Ziemlich heftig, wenn man so etwas liest und einem plötzlich bewusst wird, dass vielleicht auch der eigne Nachwuchs mit vielem stark überfordert ist.
Lasst mich überlegen: Aktivitäten im Sinne von zu vielen Kursen können meine Kinder eher nicht überfordern. Bis jetzt nämlich wurden noch nie irgendwelche Kurse belegt. Ich selber wuchs in meiner Kindheit auch ohne sogenannte „Frühförderung“ auf. Erst spät begann ich mit Klavier und Badminton, nämlich zu dem Zeitpunkt als ich selber Interesse dafür entwickelt hatte. Zugegeben, manche Dinge sollte man vielleicht doch früh beginnen um darin gut zu werden. So wurde aus mir leider kein Mozart, aber ich kann immerhin einen Studienabschluss in Sprachen, mittelmäßige Sportlichkeit und noch einige andere Fähigkeiten vorweisen. Kurz gesagt, ich komme super klar, auch ohne Frühförderung.
Was meine Kinder durchaus überfordern könnte, ist wiederum die große Menge an Spielsachen, die die Kleinen besitzen.
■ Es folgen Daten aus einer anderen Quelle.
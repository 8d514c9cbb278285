//! Library link placeholders in bytecode templates.
//!
//! The compiler leaves spans of the form `__LibraryName___…` (two leading
//! underscores, the library name, underscore padding) inside a bytecode
//! template wherever a library address must be filled in before the
//! template is deployable.

use std::collections::{BTreeMap, BTreeSet};

struct Placeholder {
    start: usize,
    end: usize,
    name: String,
}

/// Scan a template for placeholder spans, left to right.
fn placeholders(template: &str) -> Vec<Placeholder> {
    let bytes = template.as_bytes();
    let mut found = Vec::new();
    let mut i = 0;

    while i + 1 < bytes.len() {
        if bytes[i] == b'_' && bytes[i + 1] == b'_' {
            let name_start = i + 2;
            let mut j = name_start;
            while j < bytes.len() && bytes[j] != b'_' {
                j += 1;
            }
            // A span needs a nonempty name and at least one padding
            // underscore after it.
            if j > name_start && j < bytes.len() && bytes[j] == b'_' {
                let mut end = j;
                while end < bytes.len() && bytes[end] == b'_' {
                    end += 1;
                }
                found.push(Placeholder {
                    start: i,
                    end,
                    name: template[name_start..j].to_string(),
                });
                i = end;
                continue;
            }
        }
        i += 1;
    }

    found
}

/// Substitute every placeholder whose name has an entry in `links` with
/// the linked address (any `0x` prefix stripped). Spans without a link
/// entry are left in place.
pub fn resolve(template: &str, links: &BTreeMap<String, String>) -> String {
    let mut out = String::with_capacity(template.len());
    let mut cursor = 0;

    for span in placeholders(template) {
        out.push_str(&template[cursor..span.start]);
        match links.get(&span.name) {
            Some(address) => out.push_str(address.strip_prefix("0x").unwrap_or(address)),
            None => out.push_str(&template[span.start..span.end]),
        }
        cursor = span.end;
    }

    out.push_str(&template[cursor..]);
    out
}

/// The distinct placeholder names still present after substitution,
/// deduplicated and sorted. An empty set means the template is deployable.
pub fn unresolved(template: &str, links: &BTreeMap<String, String>) -> BTreeSet<String> {
    placeholders(&resolve(template, links))
        .into_iter()
        .map(|span| span.name)
        .collect()
}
Das Wort „besitzen“ finde ich sagt hier schon alles aus! Was braucht ein Kind für ein „Hab und Gut“ außer Zuwendung und ein liebevolles Umfeld? Wahrscheinlich nicht viel…
Und auch wenn ein Großteil unserer Spielsachen schon uralt ist, sozusagen aus dem Dachbodenfundus, wo alles über Jahrzehnte gesammelt wurde, zu viel ist zu viel und daran glaube ich sollten wir wirklich arbeiten. Eine Maßnahme wird jedenfalls sein, Großeltern, Tanten und Onkeln in ihrem „Schenkbedürfnis“ zu zügel. Und auch dem Osterhasen muss dringend verklickert werden, dass 6 Eier und ein Schokohase als Geschenk völlig ausreichend sind!
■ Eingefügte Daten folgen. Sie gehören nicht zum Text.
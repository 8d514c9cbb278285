use std::collections::BTreeMap;
use std::fmt;
use std::sync::Arc;
use std::time::{Duration, Instant};

use alloy::primitives::{Address, B256, Bytes};
use futures::future::try_join_all;

use super::events::{self, DecodedEvent};
use crate::abi::{self, AbiFunction};
use crate::artifacts::ContractDescriptor;
use crate::error::{Error, Result};
use crate::options::{self, CallOptions};
use crate::transport::{CallRequest, Receipt, Transport};

/// Fixed per-client behavior: polling cadence, confirmation timeout, and
/// the outcome shape of state-changing calls.
#[derive(Debug, Clone)]
pub struct ClientConfig {
    /// Delay between receipt polls.
    pub poll_interval: Duration,
    /// Wall-clock confirmation window. `Duration::ZERO` waits
    /// indefinitely.
    pub timeout: Duration,
    /// When set, `send` resolves to the full `{hash, receipt, events}`
    /// bundle; otherwise to the bare transaction hash.
    pub extended_outcomes: bool,
}

impl Default for ClientConfig {
    fn default() -> Self {
        Self {
            poll_interval: Duration::from_secs(1),
            timeout: Duration::from_secs(240),
            extended_outcomes: true,
        }
    }
}

/// The outcome of a confirmed state-changing call, in one of the two
/// shapes selected by [`ClientConfig::extended_outcomes`].
#[derive(Debug, Clone)]
pub enum TransactionOutcome {
    /// Legacy shape: just the transaction hash.
    Hash(B256),
    /// Extended shape: hash, receipt, and the decoded events.
    Extended(Confirmation),
}

#[derive(Debug, Clone)]
pub struct Confirmation {
    pub transaction_hash: B256,
    pub receipt: Receipt,
    pub events: Vec<DecodedEvent>,
}

impl TransactionOutcome {
    pub fn transaction_hash(&self) -> B256 {
        match self {
            Self::Hash(hash) => *hash,
            Self::Extended(confirmation) => confirmation.transaction_hash,
        }
    }
}

#[derive(Debug, Clone, Copy, PartialEq, Eq)]
enum MethodKind {
    Call,
    Send,
}

#[derive(Debug, Clone, Copy)]
struct Method {
    index: usize,
    kind: MethodKind,
}

/// A contract bound to a deployed address.
///
/// Holds an immutable descriptor snapshot; switching networks on the
/// factory never affects an existing instance. The method table is built
/// once from the ABI at construction.
pub struct Contract<T> {
    descriptor: Arc<ContractDescriptor>,
    transport: Arc<T>,
    address: Address,
    defaults: CallOptions,
    config: ClientConfig,
    methods: BTreeMap<String, Method>,
}

// Manual impl: a derive would demand `T: Debug`, which transports need
// not provide.
impl<T> fmt::Debug for Contract<T> {
    fn fmt(&self, f: &mut fmt::Formatter<'_>) -> fmt::Result {
        f.debug_struct("Contract")
            .field("address", &self.address)
            .field("network_id", &self.descriptor.network_id)
            .field("methods", &self.methods.len())
            .finish_non_exhaustive()
    }
}

impl<T: Transport> Contract<T> {
    pub(crate) fn new(
        descriptor: Arc<ContractDescriptor>,
        transport: Arc<T>,
        address: Address,
        defaults: CallOptions,
        config: ClientConfig,
    ) -> Self {
        let methods = descriptor
            .abi
            .functions
            .iter()
            .enumerate()
            .map(|(index, function)| {
                let kind = if function.is_constant() {
                    MethodKind::Call
                } else {
                    MethodKind::Send
                };
                (function.name.clone(), Method { index, kind })
            })
            .collect();

        Self {
            descriptor,
            transport,
            address,
            defaults,
            config,
            methods,
        }
    }

    pub fn address(&self) -> Address {
        self.address
    }

    pub fn descriptor(&self) -> &ContractDescriptor {
        &self.descriptor
    }

    /// Look up a function entry through the method table.
    pub fn function(&self, name: &str) -> Result<&AbiFunction> {
        let method = self
            .methods
            .get(name)
            .ok_or_else(|| Error::UnknownFunction(name.to_string()))?;
        Ok(&self.descriptor.abi.functions[method.index])
    }

    /// Whether the ABI marks this function read-only.
    pub fn is_read_only(&self, name: &str) -> Result<bool> {
        let method = self
            .methods
            .get(name)
            .ok_or_else(|| Error::UnknownFunction(name.to_string()))?;
        Ok(method.kind == MethodKind::Call)
    }

    fn request(
        &self,
        function: &AbiFunction,
        params: &[String],
        overrides: Option<&CallOptions>,
    ) -> Result<CallRequest> {
        let effective = options::merge(
            &self.defaults,
            overrides.unwrap_or(&CallOptions::default()),
        );
        let calldata = abi::encode_call(function, params)?;

        Ok(CallRequest {
            from: effective.from,
            to: Some(self.address),
            gas: effective.gas,
            gas_price: effective.gas_price,
            value: effective.value,
            data: Some(Bytes::from(calldata)),
        })
    }

    /// Issue a read-only invocation and decode the returned values.
    ///
    /// Transport failures are propagated verbatim; there is no retry.
    pub async fn call(
        &self,
        name: &str,
        params: &[String],
        overrides: Option<&CallOptions>,
    ) -> Result<Vec<String>> {
        let function = self.function(name)?;
        let request = self.request(function, params, overrides)?;
        let raw = self.transport.call(request).await?;
        abi::decode_params(&function.outputs, &raw)
    }

    /// Submit a state-changing invocation and poll until it confirms or
    /// the configured window elapses.
    ///
    /// Dropping the returned future abandons polling but does not cancel
    /// the transaction: it may still confirm on chain. Likewise a
    /// [`Error::Timeout`] is the client giving up, not proof of failure.
    pub async fn send(
        &self,
        name: &str,
        params: &[String],
        overrides: Option<&CallOptions>,
    ) -> Result<TransactionOutcome> {
        let function = self.function(name)?;
        let request = self.request(function, params, overrides)?;

        // A submission error rejects immediately; no polling happens.
        let hash = self.transport.send_transaction(request).await?;
        let receipt = self.wait_for(hash).await?;

        if !self.config.extended_outcomes {
            return Ok(TransactionOutcome::Hash(hash));
        }

        let decoded = events::decode_logs(&receipt.logs, &self.descriptor.events)?;
        Ok(TransactionOutcome::Extended(Confirmation {
            transaction_hash: hash,
            receipt,
            events: decoded,
        }))
    }

    /// Poll for the receipt of an already-submitted transaction.
    pub async fn wait_for(&self, hash: B256) -> Result<Receipt> {
        let start = Instant::now();

        loop {
            if let Some(receipt) = self.transport.transaction_receipt(hash).await? {
                tracing::debug!(
                    %hash,
                    gas_used = ?receipt.gas_used,
                    "transaction confirmed"
                );
                return Ok(receipt);
            }

            if self.config.timeout > Duration::ZERO && start.elapsed() > self.config.timeout {
                return Err(Error::Timeout {
                    hash,
                    timeout: self.config.timeout,
                });
            }

            tracing::trace!(%hash, "receipt not yet available");
            tokio::time::sleep(self.config.poll_interval).await;
        }
    }

    /// Wait on every hash concurrently; resolves once all have confirmed
    /// and rejects on the first timeout or failure, abandoning the rest.
    pub async fn wait_for_all(&self, hashes: &[B256]) -> Result<Vec<Receipt>> {
        try_join_all(hashes.iter().map(|hash| self.wait_for(*hash))).await
    }
}
mod rpc;

pub use rpc::RpcTransport;

use alloy::primitives::{Address, B256, Bytes, U256};
use serde::{Deserialize, Serialize};
use tokio::sync::mpsc;

use crate::error::TransportError;

/// A request as handed to the transport: addressing, funding, and
/// calldata. Option values the caller didn't set are left for the
/// transport (or the node) to default.
#[derive(Debug, Clone, Default, Serialize, Deserialize)]
pub struct CallRequest {
    pub from: Option<Address>,
    pub to: Option<Address>,
    pub gas: Option<u64>,
    pub gas_price: Option<U256>,
    pub value: Option<U256>,
    pub data: Option<Bytes>,
}

/// One raw log record from a receipt.
#[derive(Debug, Clone, Default, Serialize, Deserialize)]
pub struct LogEntry {
    pub address: Address,
    pub topics: Vec<B256>,
    pub data: Bytes,
}

/// The outcome record of a finalized state-changing submission.
#[derive(Debug, Clone, Default, Serialize, Deserialize)]
pub struct Receipt {
    pub transaction_hash: B256,
    pub status: Option<bool>,
    pub gas_used: Option<u64>,
    pub contract_address: Option<Address>,
    pub block_number: Option<u64>,
    pub logs: Vec<LogEntry>,
}

/// A deployment progress notification. The transport may deliver a
/// hash-only notice while the instance is pending and a later one once
/// the address is known.
#[derive(Debug, Clone, Default)]
pub struct DeployNotice {
    pub transaction_hash: Option<B256>,
    pub address: Option<Address>,
}

/// The collaborator boundary to a remote node. Nothing in this layer
/// implements execution; it only shapes requests and interprets results.
pub trait Transport: Send + Sync {
    /// Invoke a read-only function and return its raw return data.
    fn call(
        &self,
        request: CallRequest,
    ) -> impl Future<Output = Result<Bytes, TransportError>> + Send;

    /// Submit a state-changing invocation and return its transaction
    /// hash. Confirmation is the caller's concern.
    fn send_transaction(
        &self,
        request: CallRequest,
    ) -> impl Future<Output = Result<B256, TransportError>> + Send;

    /// Fetch the receipt for a hash; `None` while the transaction is
    /// still pending.
    fn transaction_receipt(
        &self,
        hash: B256,
    ) -> impl Future<Output = Result<Option<Receipt>, TransportError>> + Send;

    /// Submit a create-instance request. The returned channel may carry
    /// more than one notice for a single deployment.
    fn create(
        &self,
        request: CallRequest,
    ) -> impl Future<
        Output = Result<mpsc::Receiver<Result<DeployNotice, TransportError>>, TransportError>,
    > + Send;

    /// The identifier of the network the transport is connected to.
    fn network_id(&self) -> impl Future<Output = Result<String, TransportError>> + Send;
}

#[cfg(test)]
pub(crate) mod mock {
    use std::collections::{HashMap, VecDeque};
    use std::sync::Mutex;
    use std::sync::atomic::{AtomicUsize, Ordering};

    use super::*;

    /// Per-hash receipt script: report "pending" for a number of polls,
    /// then either the receipt or pending forever.
    struct ReceiptScript {
        remaining_empty: usize,
        receipt: Option<Receipt>,
    }

    #[derive(Default)]
    struct Inner {
        network: String,
        call_results: VecDeque<Result<Bytes, TransportError>>,
        send_results: VecDeque<Result<B256, TransportError>>,
        receipts: HashMap<B256, ReceiptScript>,
        notices: Vec<Result<DeployNotice, TransportError>>,
        poll_counts: HashMap<B256, usize>,
    }

    /// A scripted transport for exercising the client without a node.
    pub struct MockTransport {
        inner: Mutex<Inner>,
        pub sends: AtomicUsize,
        pub creates: AtomicUsize,
        pub network_queries: AtomicUsize,
    }

    impl MockTransport {
        pub fn new() -> Self {
            Self::with_network("1")
        }

        pub fn with_network(network: &str) -> Self {
            Self {
                inner: Mutex::new(Inner {
                    network: network.to_string(),
                    ..Default::default()
                }),
                sends: AtomicUsize::new(0),
                creates: AtomicUsize::new(0),
                network_queries: AtomicUsize::new(0),
            }
        }

        pub fn queue_call(&self, result: Result<Bytes, TransportError>) {
            self.inner.lock().unwrap().call_results.push_back(result);
        }

        pub fn queue_send(&self, result: Result<B256, TransportError>) {
            self.inner.lock().unwrap().send_results.push_back(result);
        }

        /// Script the receipt for `hash`: `empty_polls` pending polls,
        /// then `receipt` (or pending forever when `None`).
        pub fn script_receipt(&self, hash: B256, empty_polls: usize, receipt: Option<Receipt>) {
            self.inner.lock().unwrap().receipts.insert(hash, ReceiptScript {
                remaining_empty: empty_polls,
                receipt,
            });
        }

        pub fn script_deploy(&self, notices: Vec<Result<DeployNotice, TransportError>>) {
            self.inner.lock().unwrap().notices = notices;
        }

        pub fn polls_for(&self, hash: B256) -> usize {
            self.inner
                .lock()
                .unwrap()
                .poll_counts
                .get(&hash)
                .copied()
                .unwrap_or(0)
        }
    }

    impl Transport for MockTransport {
        async fn call(&self, _request: CallRequest) -> Result<Bytes, TransportError> {
            self.inner
                .lock()
                .unwrap()
                .call_results
                .pop_front()
                .unwrap_or_else(|| Ok(Bytes::new()))
        }

        async fn send_transaction(&self, _request: CallRequest) -> Result<B256, TransportError> {
            self.sends.fetch_add(1, Ordering::SeqCst);
            self.inner
                .lock()
                .unwrap()
                .send_results
                .pop_front()
                .unwrap_or_else(|| Ok(B256::repeat_byte(0x11)))
        }

        async fn transaction_receipt(
            &self,
            hash: B256,
        ) -> Result<Option<Receipt>, TransportError> {
            let mut inner = self.inner.lock().unwrap();
            *inner.poll_counts.entry(hash).or_insert(0) += 1;
            match inner.receipts.get_mut(&hash) {
                Some(script) => {
                    if script.remaining_empty > 0 {
                        script.remaining_empty -= 1;
                        Ok(None)
                    } else {
                        Ok(script.receipt.clone())
                    }
                }
                None => Ok(None),
            }
        }

        async fn create(
            &self,
            _request: CallRequest,
        ) -> Result<mpsc::Receiver<Result<DeployNotice, TransportError>>, TransportError> {
            self.creates.fetch_add(1, Ordering::SeqCst);
            let notices = std::mem::take(&mut self.inner.lock().unwrap().notices);
            let (tx, rx) = mpsc::channel(notices.len().max(1));
            for notice in notices {
                tx.try_send(notice).expect("deploy channel sized to fit");
            }
            Ok(rx)
        }

        async fn network_id(&self) -> Result<String, TransportError> {
            self.network_queries.fetch_add(1, Ordering::SeqCst);
            Ok(self.inner.lock().unwrap().network.clone())
        }
    }
}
Mir schwebt dazu auch schon eine erste Idee vor, die ich versuchen werde in meiner Familie umzusetzen: ich dachte daran ein Puzzle mit vielen Teilen zu kaufen, die ich an all diejenigen, die unsere Kinder regelmäßig beschenken, verteilen könnte. Jedesmal wenn sie etwas schenken möchten, können sie den Kindern ein oder mehrere dieser Teile geben, bis das Puzzle schließlich fertig ist. So könnte, meiner Vorstellung nach, zumindest die „Zwischendurchschenkerei“ etwas gestoppt werden.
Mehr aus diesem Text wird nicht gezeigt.